Work item »
In the data that follows, each entry is to be restated exactly.

▼

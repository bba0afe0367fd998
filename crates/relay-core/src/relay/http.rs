//! Relay — HTTP variant (§4.6).
//!
//! `Connecting -> Requesting -> ReadingResponse -> (Streaming | Closed)`, with
//! an `Idle` detour for `on_demand` relays: the task parks on
//! [`RelayHandle::wait_for_demand`] instead of connecting until a subscriber
//! nudges it awake (§4.6, realized via [`super::registry::ServerRegistry::wait_for_publisher`]
//! on the client side).

use std::sync::Arc;
use std::time::Duration;

use tokio::io::{AsyncReadExt, AsyncWriteExt};
use tokio::net::TcpStream;

use crate::error::RelayError;
use crate::protocol_constants::{RESPONSE_MAX_SIZE, RETRY_DELAYS_MS};
use crate::relay::demuxer::DemuxerKind;
use crate::relay::publisher::Publisher;
use crate::relay::registry::ServerRegistry;
use crate::relay::relay::{RelayHandle, RelayState};
use crate::relay::response_parser::{MinimalResponseParser, ParseOutcome, ParsedResponse};
use crate::relay::sink::build_request_bytes;

/// Runs the HTTP relay's full lifecycle until its cancellation token fires.
/// Transient connect/protocol failures are retried on the fixed backoff
/// ladder [`RETRY_DELAYS_MS`]; a clean upstream EOF resets the ladder.
pub async fn run_http_relay(handle: Arc<RelayHandle>, registry: Arc<ServerRegistry>) {
    let cancel = handle.cancel_token();
    let mut attempt = 0usize;

    loop {
        if cancel.is_cancelled() {
            handle.set_state(RelayState::Closed);
            return;
        }

        if handle.on_demand {
            handle.set_state(RelayState::Idle);
            tokio::select! {
                _ = cancel.cancelled() => {
                    handle.set_state(RelayState::Closed);
                    return;
                }
                _ = handle.wait_for_demand() => {}
            }
        }

        match connect_and_stream(&handle, &registry).await {
            Ok(()) => attempt = 0,
            Err(e) => {
                log::warn!(
                    "[Relay] HTTP relay {} ({}) stopped: {}",
                    handle.key.url,
                    handle.key.path,
                    e
                );
            }
        }

        if cancel.is_cancelled() {
            handle.set_state(RelayState::Closed);
            return;
        }

        if handle.on_demand {
            // Re-arm: go back to idle and wait for the next subscriber
            // rather than backing off, since there was no connect failure
            // to back off from — the publisher simply drained out.
            continue;
        }

        let delay_ms = RETRY_DELAYS_MS[attempt.min(RETRY_DELAYS_MS.len() - 1)];
        attempt += 1;
        tokio::select! {
            _ = cancel.cancelled() => {
                handle.set_state(RelayState::Closed);
                return;
            }
            _ = tokio::time::sleep(Duration::from_millis(delay_ms)) => {}
        }
    }
}

/// One full connect-request-response-stream attempt. Returns `Ok(())` on a
/// clean upstream EOF (the relay should reconnect from a reset backoff
/// ladder); returns `Err` for anything in the fatal dispositions of §4.6 and
/// §7 (connect refused/timeout, non-200, parse error, oversized headers).
async fn connect_and_stream(
    handle: &Arc<RelayHandle>,
    registry: &Arc<ServerRegistry>,
) -> Result<(), RelayError> {
    let url = handle.parsed_url()?;

    handle.set_state(RelayState::Connecting);
    let mut stream = match handle.key.addr {
        Some(addr) => TcpStream::connect(addr)
            .await
            .map_err(|e| connect_error(handle, e))?,
        None => TcpStream::connect((url.host.as_str(), url.port))
            .await
            .map_err(|e| connect_error(handle, e))?,
    };

    handle.set_state(RelayState::Requesting);
    let request = build_request_bytes(&url.selector(), &url.host);
    stream
        .write_all(&request)
        .await
        .map_err(|e| connect_error(handle, e))?;

    handle.set_state(RelayState::ReadingResponse);
    let parsed = read_response(handle, &mut stream).await?;

    if parsed.status != 200 {
        return Err(RelayError::UpstreamProtocol {
            url: handle.key.url.clone(),
            detail: format!("non-200 status: {}", parsed.status),
        });
    }

    transform_response(handle, registry, stream, parsed).await
}

fn connect_error(handle: &RelayHandle, e: std::io::Error) -> RelayError {
    RelayError::RelayConnect {
        url: handle.key.url.clone(),
        detail: e.to_string(),
    }
}

/// Reads up to [`RESPONSE_MAX_SIZE`] bytes, feeding each chunk to the
/// streaming response parser (§4.6 `ReadingResponse`).
async fn read_response(
    handle: &RelayHandle,
    stream: &mut TcpStream,
) -> Result<ParsedResponse, RelayError> {
    let mut parser = MinimalResponseParser::new();
    let mut total = 0usize;
    let mut buf = [0u8; 512];

    loop {
        let n = stream
            .read(&mut buf)
            .await
            .map_err(|e| connect_error(handle, e))?;
        if n == 0 {
            return Err(RelayError::UpstreamProtocol {
                url: handle.key.url.clone(),
                detail: "premature EOF while reading response headers".into(),
            });
        }
        total += n;
        if total > RESPONSE_MAX_SIZE {
            return Err(RelayError::UpstreamProtocol {
                url: handle.key.url.clone(),
                detail: format!("response headers exceeded {RESPONSE_MAX_SIZE} bytes"),
            });
        }
        match parser.feed(&buf[..n]).map_err(|e| match e {
            RelayError::UpstreamProtocol { detail, .. } => RelayError::UpstreamProtocol {
                url: handle.key.url.clone(),
                detail,
            },
            other => other,
        })? {
            ParseOutcome::Complete(parsed) => return Ok(parsed),
            ParseOutcome::Incomplete => continue,
        }
    }
}

/// Selects a demuxer from the parsed `Content-Type`, constructs the
/// Publisher, hands it the body prefix, registers it, then streams the
/// remainder of the connection into it until EOF or cancellation (§4.6
/// `transform_response`).
async fn transform_response(
    handle: &Arc<RelayHandle>,
    registry: &Arc<ServerRegistry>,
    mut stream: TcpStream,
    parsed: ParsedResponse,
) -> Result<(), RelayError> {
    let content_type = parsed
        .header("Content-Type")
        .unwrap_or("application/octet-stream")
        .to_string();
    let demuxer_kind = DemuxerKind::from_content_type(&content_type);
    let peer_addr = stream.peer_addr().ok();

    let publisher = Arc::new(Publisher::new(
        handle.key.path.clone(),
        peer_addr,
        content_type,
        demuxer_kind,
        handle.burst_bytes(),
        handle.keepalive(),
    ));
    publisher.on_upstream_bytes(&parsed.body_prefix);
    registry.add_publisher(Arc::clone(&publisher));
    handle.set_publisher(Some(Arc::clone(&publisher)));
    handle.set_state(RelayState::Streaming);
    log::info!(
        "[Relay] HTTP publisher registered for {} from {:?}",
        handle.key.path,
        peer_addr
    );

    let cancel = handle.cancel_token();
    let mut buf = vec![0u8; 64 * 1024];
    loop {
        tokio::select! {
            _ = cancel.cancelled() => break,
            result = stream.read(&mut buf) => {
                match result {
                    Ok(0) => break,
                    Ok(n) => publisher.on_upstream_bytes(&buf[..n]),
                    Err(e) => {
                        publisher.on_upstream_closed();
                        return Err(connect_error(handle, e));
                    }
                }
            }
        }
    }

    publisher.on_upstream_closed();
    Ok(())
}

#[cfg(test)]
mod tests {
    use super::*;
    use crate::relay::relay::RelayKey;

    #[tokio::test]
    async fn on_demand_relay_parks_in_idle_until_demanded() {
        let handle = RelayHandle::new(
            RelayKey {
                url: "http://127.0.0.1:1/".into(),
                path: "/m".into(),
                addr: None,
            },
            1024,
            None,
            true,
            None,
        );
        let registry = ServerRegistry::new(None);
        let h = Arc::clone(&handle);
        let r = Arc::clone(&registry);
        let task = tokio::spawn(async move { run_http_relay(h, r).await });

        tokio::time::sleep(Duration::from_millis(20)).await;
        assert_eq!(handle.state(), RelayState::Idle);

        handle.close();
        let _ = task.await;
    }
}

▲

Solution »
repository bba0afe0367fd998
filename crates/relay-core/src/relay/http.rs
//! Relay — HTTP variant (§4.6).
//!
//! `Connecting -> Requesting -> ReadingResponse -> (Streaming | Closed)`, with
//! an `Idle` detour for `on_demand` relays: the task parks on
//! [`RelayHandle::wait_for_demand`] instead of connecting until a subscriber
//! nudges it awake (§4.6, realized via [`super::registry::ServerRegistry::wait_for_publisher`]
//! on the client side).

use std::sync::Arc;
use std::time::Duration;

use tokio::io::{AsyncReadExt, AsyncWriteExt};
use tokio::net::TcpStream;

use crate::error::RelayError;
use crate::protocol_constants::{RESPONSE_MAX_SIZE, RETRY_DELAYS_MS};
use crate::relay::demuxer::DemuxerKind;
use crate::relay::publisher::Publisher;
use crate::relay::registry::ServerRegistry;
use crate::relay::relay::{RelayHandle, RelayState};
use crate::relay::response_parser::{MinimalResponseParser, ParseOutcome, ParsedResponse};
use crate::relay::sink::build_request_bytes;

/// Runs the HTTP relay's full lifecycle until its cancellation token fires.
/// Transient connect/protocol failures are retried on the fixed backoff
/// ladder [`RETRY_DELAYS_MS`]; a clean upstream EOF resets the ladder.
pub async fn run_http_relay(handle: Arc<RelayHandle>, registry: Arc<ServerRegistry>) {
    let cancel = handle.cancel_token();
    let mut attempt = 0usize;

    loop {
        if cancel.is_cancelled() {
            handle.set_state(RelayState::Closed);
            return;
        }

        if handle.on_demand {
            handle.set_state(RelayState::Idle);
            tokio::select! {
                _ = cancel.cancelled() => {
                    handle.set_state(RelayState::Closed);
                    return;
                }
                _ = handle.wait_for_demand() => {}
            }
        }

        match connect_and_stream(&handle, &registry).await {
            Ok(()) => attempt = 0,
            Err(e) => {
                log::warn!(
                    "[Relay] HTTP relay {} ({}) stopped: {}",
                    handle.key.url,
                    handle.key.path,
                    e
                );
            }
        }

        if cancel.is_cancelled() {
            handle.set_state(RelayState::Closed);
            return;
        }

        if handle.on_demand {
            // Re-arm: go back to idle and wait for the next subscriber
            // rather than backing off, since there was no connect failure
            // to back off from — the publisher simply drained out.
            continue;
        }

        let delay_ms = RETRY_DELAYS_MS[attempt.min(RETRY_DELAYS_MS.len() - 1)];
        attempt += 1;
        tokio::select! {
            _ = cancel.cancelled() => {
                handle.set_state(RelayState::Closed);
                return;
            }
            _ = tokio::time::sleep(Duration::from_millis(delay_ms)) => {}
        }
    }
}

/// One full connect-request-response-stream attempt. Returns `Ok(())` on a
/// clean upstream EOF (the relay should reconnect from a reset backoff
/// ladder); returns `Err` for anything in the fatal dispositions of §4.6 and
/// §7 (connect refused/timeout, non-200, parse error, oversized headers).
async fn connect_and_stream(
    handle: &Arc<RelayHandle>,
    registry: &Arc<ServerRegistry>,
) -> Result<(), RelayError> {
    let url = handle.parsed_url()?;

    handle.set_state(RelayState::Connecting);
    let mut stream = match handle.key.addr {
        Some(addr) => TcpStream::connect(addr)
            .await
            .map_err(|e| connect_error(handle, e))?,
        None => TcpStream::connect((url.host.as_str(), url.port))
            .await
            .map_err(|e| connect_error(handle, e))?,
    };

    handle.set_state(RelayState::Requesting);
    let request = build_request_bytes(&url.selector(), &url.host);
    stream
        .write_all(&request)
        .await
        .map_err(|e| connect_error(handle, e))?;

    handle.set_state(RelayState::ReadingResponse);
    let parsed = read_response(handle, &mut stream).await?;

    if parsed.status != 200 {
        return Err(RelayError::UpstreamProtocol {
            url: handle.key.url.clone(),
            detail: format!("non-200 status: {}", parsed.status),
        });
    }

    transform_response(handle, registry, stream, parsed).await
}

fn connect_error(handle: &RelayHandle, e: std::io::Error) -> RelayError {
    RelayError::RelayConnect {
        url: handle.key.url.clone(),
        detail: e.to_string(),
    }
}

/// Reads up to [`RESPONSE_MAX_SIZE`] bytes, feeding each chunk to the
/// streaming response parser (§4.6 `ReadingResponse`).
async fn read_response(
    handle: &RelayHandle,
    stream: &mut TcpStream,
) -> Result<ParsedResponse, RelayError> {
    let mut parser = MinimalResponseParser::new();
    let mut total = 0usize;
    let mut buf = [0u8; 512];

    loop {
        let n = stream
            .read(&mut buf)
            .await
            .map_err(|e| connect_error(handle, e))?;
        if n == 0 {
            return Err(RelayError::UpstreamProtocol {
                url: handle.key.url.clone(),
                detail: "premature EOF while reading response headers".into(),
            });
        }
        total += n;
        if total > RESPONSE_MAX_SIZE {
            return Err(RelayError::UpstreamProtocol {
                url: handle.key.url.clone(),
                detail: format!("response headers exceeded {RESPONSE_MAX_SIZE} bytes"),
            });
        }
        match parser.feed(&buf[..n]).map_err(|e| match e {
            RelayError::UpstreamProtocol { detail, .. } => RelayError::UpstreamProtocol {
                url: handle.key.url.clone(),
                detail,
            },
            other => other,
        })? {
            ParseOutcome::Complete(parsed) => return Ok(parsed),
            ParseOutcome::Incomplete => continue,
        }
    }
}

/// Selects a demuxer from the parsed `Content-Type`, constructs the
/// Publisher, hands it the body prefix, registers it, then streams the
/// remainder of the connection into it until EOF or cancellation (§4.6
/// `transform_response`).
async fn transform_response(
    handle: &Arc<RelayHandle>,
    registry: &Arc<ServerRegistry>,
    mut stream: TcpStream,
    parsed: ParsedResponse,
) -> Result<(), RelayError> {
    let content_type = parsed
        .header("Content-Type")
        .unwrap_or("application/octet-stream")
        .to_string();
    let demuxer_kind = DemuxerKind::from_content_type(&content_type);
    let peer_addr = stream.peer_addr().ok();

    let publisher = Arc::new(Publisher::new(
        handle.key.path.clone(),
        peer_addr,
        content_type,
        demuxer_kind,
        handle.burst_bytes(),
        handle.keepalive(),
    ));
    publisher.on_upstream_bytes(&parsed.body_prefix);
    registry.add_publisher(Arc::clone(&publisher));
    handle.set_publisher(Some(Arc::clone(&publisher)));
    handle.set_state(RelayState::Streaming);
    log::info!(
        "[Relay] HTTP publisher registered for {} from {:?}",
        handle.key.path,
        peer_addr
    );

    let cancel = handle.cancel_token();
    let mut buf = vec![0u8; 64 * 1024];
    loop {
        tokio::select! {
            _ = cancel.cancelled() => break,
            result = stream.read(&mut buf) => {
                match result {
                    Ok(0) => break,
                    Ok(n) => publisher.on_upstream_bytes(&buf[..n]),
                    Err(e) => {
                        publisher.on_upstream_closed();
                        return Err(connect_error(handle, e));
                    }
                }
            }
        }
    }

    publisher.on_upstream_closed();
    Ok(())
}

#[cfg(test)]
mod tests {
    use super::*;
    use crate::relay::relay::RelayKey;

    #[tokio::test]
    async fn on_demand_relay_parks_in_idle_until_demanded() {
        let handle = RelayHandle::new(
            RelayKey {
                url: "http://127.0.0.1:1/".into(),
                path: "/m".into(),
                addr: None,
            },
            1024,
            None,
            true,
            None,
        );
        let registry = ServerRegistry::new(None);
        let h = Arc::clone(&handle);
        let r = Arc::clone(&registry);
        let task = tokio::spawn(async move { run_http_relay(h, r).await });

        tokio::time::sleep(Duration::from_millis(20)).await;
        assert_eq!(handle.state(), RelayState::Idle);

        handle.close();
        let _ = task.await;
    }
}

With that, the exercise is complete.